→ **EXERCISE DESCRIPTION**
Gather all lines in the entries below that include the word "BrokerError".

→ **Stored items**

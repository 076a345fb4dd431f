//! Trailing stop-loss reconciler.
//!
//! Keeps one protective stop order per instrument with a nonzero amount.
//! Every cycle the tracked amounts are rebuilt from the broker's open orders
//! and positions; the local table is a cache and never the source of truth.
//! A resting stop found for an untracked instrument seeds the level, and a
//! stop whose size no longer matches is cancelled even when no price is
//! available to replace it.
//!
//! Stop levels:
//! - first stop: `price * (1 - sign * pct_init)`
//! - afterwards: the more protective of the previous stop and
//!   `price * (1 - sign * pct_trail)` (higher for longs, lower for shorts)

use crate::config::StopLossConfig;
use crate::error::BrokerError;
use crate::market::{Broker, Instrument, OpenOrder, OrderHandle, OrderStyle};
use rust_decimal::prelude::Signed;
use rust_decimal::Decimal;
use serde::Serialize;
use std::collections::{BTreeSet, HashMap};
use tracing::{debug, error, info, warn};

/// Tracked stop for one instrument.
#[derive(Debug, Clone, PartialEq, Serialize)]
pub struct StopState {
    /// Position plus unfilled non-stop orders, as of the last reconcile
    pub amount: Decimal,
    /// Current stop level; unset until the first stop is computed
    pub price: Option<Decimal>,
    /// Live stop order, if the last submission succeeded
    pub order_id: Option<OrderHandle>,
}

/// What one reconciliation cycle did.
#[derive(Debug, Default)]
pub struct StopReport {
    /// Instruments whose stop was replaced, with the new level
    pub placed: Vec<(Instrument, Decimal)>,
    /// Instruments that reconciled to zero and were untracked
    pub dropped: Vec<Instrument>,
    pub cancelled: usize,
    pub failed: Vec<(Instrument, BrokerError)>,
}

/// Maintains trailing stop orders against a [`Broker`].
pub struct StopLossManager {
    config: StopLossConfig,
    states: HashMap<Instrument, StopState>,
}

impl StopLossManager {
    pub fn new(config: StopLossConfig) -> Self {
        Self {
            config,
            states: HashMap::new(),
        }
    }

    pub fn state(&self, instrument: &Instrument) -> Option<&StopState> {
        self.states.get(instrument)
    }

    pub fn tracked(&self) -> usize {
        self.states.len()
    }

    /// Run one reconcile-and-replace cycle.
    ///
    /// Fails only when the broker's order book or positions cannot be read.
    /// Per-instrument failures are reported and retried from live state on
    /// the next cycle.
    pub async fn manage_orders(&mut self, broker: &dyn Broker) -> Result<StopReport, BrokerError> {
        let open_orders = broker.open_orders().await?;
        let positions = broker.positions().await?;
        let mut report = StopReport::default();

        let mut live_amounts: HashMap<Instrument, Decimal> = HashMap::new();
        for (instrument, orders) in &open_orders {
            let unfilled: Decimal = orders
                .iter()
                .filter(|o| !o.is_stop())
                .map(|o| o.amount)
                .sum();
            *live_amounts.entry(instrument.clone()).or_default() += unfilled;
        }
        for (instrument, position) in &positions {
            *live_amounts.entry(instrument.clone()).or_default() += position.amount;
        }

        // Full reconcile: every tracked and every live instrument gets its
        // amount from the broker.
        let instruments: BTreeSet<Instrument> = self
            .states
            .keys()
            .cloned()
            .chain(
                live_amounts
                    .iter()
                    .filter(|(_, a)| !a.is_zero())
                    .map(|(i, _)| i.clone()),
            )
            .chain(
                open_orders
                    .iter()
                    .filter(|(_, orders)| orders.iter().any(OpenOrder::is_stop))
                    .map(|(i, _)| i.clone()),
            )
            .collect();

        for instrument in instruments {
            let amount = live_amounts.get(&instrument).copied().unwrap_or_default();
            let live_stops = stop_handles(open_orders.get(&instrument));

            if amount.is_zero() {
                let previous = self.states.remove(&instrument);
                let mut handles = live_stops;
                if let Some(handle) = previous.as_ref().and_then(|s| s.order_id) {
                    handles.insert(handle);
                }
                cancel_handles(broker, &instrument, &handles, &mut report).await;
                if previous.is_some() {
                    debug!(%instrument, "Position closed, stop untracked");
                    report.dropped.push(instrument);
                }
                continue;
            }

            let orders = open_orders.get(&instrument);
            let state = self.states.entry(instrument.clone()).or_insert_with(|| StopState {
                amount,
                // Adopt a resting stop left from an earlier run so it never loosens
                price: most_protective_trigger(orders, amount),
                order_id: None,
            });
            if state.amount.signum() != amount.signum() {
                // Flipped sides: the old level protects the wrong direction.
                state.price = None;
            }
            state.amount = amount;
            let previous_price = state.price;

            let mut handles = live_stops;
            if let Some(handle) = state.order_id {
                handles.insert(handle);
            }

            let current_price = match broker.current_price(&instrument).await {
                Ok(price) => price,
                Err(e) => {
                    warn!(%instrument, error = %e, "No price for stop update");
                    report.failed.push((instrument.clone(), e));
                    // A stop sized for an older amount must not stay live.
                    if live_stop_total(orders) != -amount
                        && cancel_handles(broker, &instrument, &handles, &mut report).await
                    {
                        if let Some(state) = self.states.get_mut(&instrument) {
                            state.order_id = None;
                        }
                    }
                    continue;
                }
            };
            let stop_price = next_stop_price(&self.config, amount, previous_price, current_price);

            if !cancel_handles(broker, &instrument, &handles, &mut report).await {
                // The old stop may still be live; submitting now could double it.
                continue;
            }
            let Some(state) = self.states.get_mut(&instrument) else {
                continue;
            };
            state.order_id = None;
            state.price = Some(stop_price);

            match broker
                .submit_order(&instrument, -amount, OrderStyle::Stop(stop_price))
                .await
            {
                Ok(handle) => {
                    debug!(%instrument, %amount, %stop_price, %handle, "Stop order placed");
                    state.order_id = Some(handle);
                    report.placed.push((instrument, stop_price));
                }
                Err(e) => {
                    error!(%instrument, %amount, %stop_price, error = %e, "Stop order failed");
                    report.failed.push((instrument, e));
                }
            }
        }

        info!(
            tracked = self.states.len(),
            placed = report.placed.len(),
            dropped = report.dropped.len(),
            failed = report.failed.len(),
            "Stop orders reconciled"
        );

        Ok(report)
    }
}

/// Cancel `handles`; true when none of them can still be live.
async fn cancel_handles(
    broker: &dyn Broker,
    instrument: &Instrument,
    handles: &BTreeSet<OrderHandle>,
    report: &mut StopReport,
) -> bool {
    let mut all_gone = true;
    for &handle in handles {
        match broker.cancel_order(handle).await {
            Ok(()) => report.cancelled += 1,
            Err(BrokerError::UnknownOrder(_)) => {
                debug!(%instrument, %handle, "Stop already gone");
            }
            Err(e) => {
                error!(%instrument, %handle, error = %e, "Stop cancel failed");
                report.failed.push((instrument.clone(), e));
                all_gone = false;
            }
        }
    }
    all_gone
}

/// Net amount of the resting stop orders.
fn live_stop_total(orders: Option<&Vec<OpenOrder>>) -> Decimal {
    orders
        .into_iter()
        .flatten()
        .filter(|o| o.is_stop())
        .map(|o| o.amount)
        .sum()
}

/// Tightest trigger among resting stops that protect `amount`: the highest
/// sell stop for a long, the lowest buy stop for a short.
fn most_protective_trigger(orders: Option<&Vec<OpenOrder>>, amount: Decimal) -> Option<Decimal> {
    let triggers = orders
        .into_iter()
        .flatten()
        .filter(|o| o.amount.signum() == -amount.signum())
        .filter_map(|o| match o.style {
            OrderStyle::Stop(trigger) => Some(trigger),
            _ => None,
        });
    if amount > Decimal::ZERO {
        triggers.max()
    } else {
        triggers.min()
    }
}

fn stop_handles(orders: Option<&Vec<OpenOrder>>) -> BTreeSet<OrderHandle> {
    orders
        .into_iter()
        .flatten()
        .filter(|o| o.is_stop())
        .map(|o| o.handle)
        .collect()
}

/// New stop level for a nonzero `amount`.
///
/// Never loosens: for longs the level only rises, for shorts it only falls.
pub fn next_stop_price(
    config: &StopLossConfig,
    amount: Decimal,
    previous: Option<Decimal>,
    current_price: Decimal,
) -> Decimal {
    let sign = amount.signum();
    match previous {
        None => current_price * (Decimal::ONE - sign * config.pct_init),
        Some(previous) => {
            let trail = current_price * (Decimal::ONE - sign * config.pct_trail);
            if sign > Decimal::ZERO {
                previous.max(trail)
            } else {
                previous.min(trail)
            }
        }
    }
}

→ **SOLUTION TO THIS EXERCISE**
use crate::error::BrokerError;
    pub failed: Vec<(Instrument, BrokerError)>,
    pub async fn manage_orders(&mut self, broker: &dyn Broker) -> Result<StopReport, BrokerError> {
            Err(BrokerError::UnknownOrder(_)) => {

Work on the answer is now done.